■ **INPUT DATA**
use anyhow::Result;
use layout_fix::config::Config;
use layout_fix::telemetry;

#[tokio::main]
async fn main() -> Result<()> {
    let config_path = Config::config_path()?;
    let config = Config::load_from(&config_path)?;

    telemetry::init(config.telemetry.enabled, &config.telemetry.log_path)?;
    tracing::info!(config = %config_path.display(), "layout-fix starting");

    #[cfg(target_os = "macos")]
    {
        layout_fix::app::run(config, config_path).await
    }

    #[cfg(not(target_os = "macos"))]
    {
        anyhow::bail!("layout-fix drives the macOS pasteboard and keyboard and only runs on macOS")
    }
}
//! Integration tests for the selection capture/replace sequence
//!
//! These drive `SelectionSequencer` against an in-memory "focused text field"
//! that reacts to copy, paste, delete and Unicode keystrokes the way a Cocoa
//! text view does, so the full flow is checked without macOS:
//! - conversion in both directions
//! - both insertion modes
//! - clipboard restoration, including empty selections and empty clipboards
//!
//! Tests against the real pasteboard and a real focused app are #[ignore]d.
//! Run with: cargo test --test selection_sequence_test -- --ignored

use std::ops::Range;
use std::sync::{Arc, Mutex};

use layout_fix::input::{Clipboard, ClipboardError, Keyboard, KeystrokeError};
use layout_fix::layout::{Direction, LayoutTables};
use layout_fix::sequencer::{InsertMode, Outcome, SelectionSequencer, SequenceTimings};

/// Text field with a selection (char indices) plus the system clipboard
#[derive(Debug)]
struct Desktop {
    text: Vec<char>,
    selection: Range<usize>,
    clipboard: Option<String>,
    events: Vec<&'static str>,
}

impl Desktop {
    fn new(text: &str, selection: Range<usize>, clipboard: Option<&str>) -> Arc<Mutex<Self>> {
        Arc::new(Mutex::new(Self {
            text: text.chars().collect(),
            selection,
            clipboard: clipboard.map(str::to_owned),
            events: Vec::new(),
        }))
    }

    fn text(&self) -> String {
        self.text.iter().collect()
    }

    fn replace_selection(&mut self, replacement: &str) {
        let inserted: Vec<char> = replacement.chars().collect();
        let start = self.selection.start;
        let len = inserted.len();
        self.text.splice(self.selection.clone(), inserted);
        self.selection = start + len..start + len;
    }
}

struct FakeClipboard(Arc<Mutex<Desktop>>);

impl Clipboard for FakeClipboard {
    fn read_text(&self) -> Result<Option<String>, ClipboardError> {
        Ok(self.0.lock().unwrap().clipboard.clone())
    }

    fn write_text(&self, text: &str) -> Result<(), ClipboardError> {
        self.0.lock().unwrap().clipboard = Some(text.to_owned());
        Ok(())
    }

    fn clear(&self) -> Result<(), ClipboardError> {
        self.0.lock().unwrap().clipboard = None;
        Ok(())
    }
}

struct FakeKeyboard(Arc<Mutex<Desktop>>);

impl Keyboard for FakeKeyboard {
    fn copy(&self) -> Result<(), KeystrokeError> {
        let mut desktop = self.0.lock().unwrap();
        desktop.events.push("copy");
        // Copy with an empty selection leaves the clipboard untouched.
        if !desktop.selection.is_empty() {
            let selected: String = desktop.text[desktop.selection.clone()].iter().collect();
            desktop.clipboard = Some(selected);
        }
        Ok(())
    }

    fn paste(&self) -> Result<(), KeystrokeError> {
        let mut desktop = self.0.lock().unwrap();
        desktop.events.push("paste");
        let pasted = desktop.clipboard.clone().unwrap_or_default();
        desktop.replace_selection(&pasted);
        Ok(())
    }

    fn delete_selection(&self) -> Result<(), KeystrokeError> {
        let mut desktop = self.0.lock().unwrap();
        desktop.events.push("delete");
        desktop.replace_selection("");
        Ok(())
    }

    fn type_char(&self, c: char) -> Result<(), KeystrokeError> {
        let mut desktop = self.0.lock().unwrap();
        desktop.events.push("type");
        desktop.replace_selection(&c.to_string());
        Ok(())
    }
}

fn sequencer(
    desktop: &Arc<Mutex<Desktop>>,
    mode: InsertMode,
) -> SelectionSequencer<FakeClipboard, FakeKeyboard> {
    SelectionSequencer::new(
        FakeClipboard(Arc::clone(desktop)),
        FakeKeyboard(Arc::clone(desktop)),
        LayoutTables::builtin().expect("built-in table"),
        SequenceTimings::default(),
        mode,
    )
}

/// Expected output derived from the table, one character at a time
fn derive(text: &str, direction: Direction) -> String {
    let tables = LayoutTables::builtin().expect("built-in table");
    let map = tables.map(direction);
    text.chars()
        .map(|c| map.get(c).map_or_else(|| c.to_string(), str::to_owned))
        .collect()
}

#[test]
fn test_cyrillic_selection_replaced_by_paste() {
    let desktop = Desktop::new("привет", 0..6, Some("clipboard before"));

    let outcome = sequencer(&desktop, InsertMode::Paste).run().unwrap();

    let expected = derive("привет", Direction::SourceToTarget);
    assert_eq!(expected, "ghbdtn");
    assert_eq!(
        outcome,
        Outcome::Replaced {
            original: "привет".to_owned(),
            replaced: expected.clone(),
            direction: Direction::SourceToTarget,
        }
    );

    let desktop = desktop.lock().unwrap();
    assert_eq!(desktop.text(), expected);
    assert_eq!(desktop.clipboard.as_deref(), Some("clipboard before"));
    assert_eq!(desktop.events, vec!["copy", "paste"]);
}

#[test]
fn test_latin_selection_replaced_by_keystrokes() {
    let desktop = Desktop::new("ghbdtn", 0..6, Some("keep me"));

    let outcome = sequencer(&desktop, InsertMode::Keystrokes).run().unwrap();
    assert!(matches!(
        outcome,
        Outcome::Replaced {
            direction: Direction::TargetToSource,
            ..
        }
    ));

    let desktop = desktop.lock().unwrap();
    assert_eq!(desktop.text(), "привет");
    assert_eq!(desktop.clipboard.as_deref(), Some("keep me"));
    assert_eq!(desktop.events[..2], ["copy", "delete"]);
    assert_eq!(desktop.events.iter().filter(|e| **e == "type").count(), 6);
}

#[test]
fn test_partial_selection_keeps_surrounding_text() {
    // "Hello руддщ world" with only "руддщ" selected
    let desktop = Desktop::new("Hello руддщ world", 6..11, None);

    sequencer(&desktop, InsertMode::Paste).run().unwrap();

    let desktop = desktop.lock().unwrap();
    assert_eq!(desktop.text(), "Hello hello world");
}

#[test]
fn test_both_modes_produce_same_text() {
    let text = "Ghbdtn, vbh! 2024";
    let paste = Desktop::new(text, 0..text.chars().count(), None);
    let keys = Desktop::new(text, 0..text.chars().count(), None);

    sequencer(&paste, InsertMode::Paste).run().unwrap();
    sequencer(&keys, InsertMode::Keystrokes).run().unwrap();

    let paste_text = paste.lock().unwrap().text();
    assert_eq!(paste_text, keys.lock().unwrap().text());
    assert_eq!(paste_text, derive(text, Direction::TargetToSource));
}

#[test]
fn test_nothing_selected_is_a_noop() {
    let desktop = Desktop::new("ghbdtn", 3..3, Some("stale clipboard"));

    let outcome = sequencer(&desktop, InsertMode::Paste).run().unwrap();
    assert_eq!(outcome, Outcome::NothingSelected);

    let desktop = desktop.lock().unwrap();
    // The stale clipboard must not be converted and pasted.
    assert_eq!(desktop.text(), "ghbdtn");
    assert_eq!(desktop.clipboard.as_deref(), Some("stale clipboard"));
    assert_eq!(desktop.events, vec!["copy"]);
}

#[test]
fn test_empty_clipboard_stays_empty() {
    let desktop = Desktop::new("привет", 0..6, None);

    sequencer(&desktop, InsertMode::Paste).run().unwrap();

    assert!(desktop.lock().unwrap().clipboard.is_none());
}

#[test]
fn test_clipboard_restored_for_every_selection() {
    for (text, selection) in [
        ("привет", 0..6),
        ("ghbdtn", 0..6),
        ("12345", 0..5),
        ("abc", 1..1),
        ("Съешь же ещё этих", 0..17),
    ] {
        for mode in [InsertMode::Paste, InsertMode::Keystrokes] {
            let desktop = Desktop::new(text, selection.clone(), Some("original"));
            sequencer(&desktop, mode).run().unwrap();
            assert_eq!(
                desktop.lock().unwrap().clipboard.as_deref(),
                Some("original"),
                "text {text:?}, mode {mode:?}"
            );
        }
    }
}

#[test]
fn test_second_run_converts_back() {
    let desktop = Desktop::new("руддщ", 0..5, None);
    let sequencer = sequencer(&desktop, InsertMode::Paste);

    sequencer.run().unwrap();
    desktop.lock().unwrap().selection = 0..5;
    sequencer.run().unwrap();

    assert_eq!(desktop.lock().unwrap().text(), "руддщ");
}

#[test]
fn test_sequencer_is_send_sync() {
    fn assert_send_sync<T: Send + Sync>() {}
    assert_send_sync::<SelectionSequencer<FakeClipboard, FakeKeyboard>>();
}

#[test]
#[ignore = "requires Accessibility permissions and a selection in the focused app"]
#[cfg(target_os = "macos")]
fn test_convert_real_selection() {
    use layout_fix::input::clipboard::MacPasteboard;
    use layout_fix::input::keyboard::CgKeyboard;

    // Select some text in TextEdit within 3 seconds.
    std::thread::sleep(std::time::Duration::from_secs(3));

    let before = MacPasteboard::new().read_text().unwrap();
    let sequencer = SelectionSequencer::new(
        MacPasteboard::new(),
        CgKeyboard::new(),
        LayoutTables::builtin().unwrap(),
        layout_fix::config::SequenceConfig::default().timings(),
        InsertMode::Paste,
    );

    let outcome = sequencer.run().unwrap();
    assert_ne!(outcome, Outcome::Busy);
    assert_eq!(MacPasteboard::new().read_text().unwrap(), before);
}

■ **WORK TO BE COMPLETED**
Go through the records and gather the lines that hold "stale".

■ **EXERCISE OUTPUT**
    let desktop = Desktop::new("ghbdtn", 3..3, Some("stale clipboard"));
    // The stale clipboard must not be converted and pasted.
    assert_eq!(desktop.clipboard.as_deref(), Some("stale clipboard"));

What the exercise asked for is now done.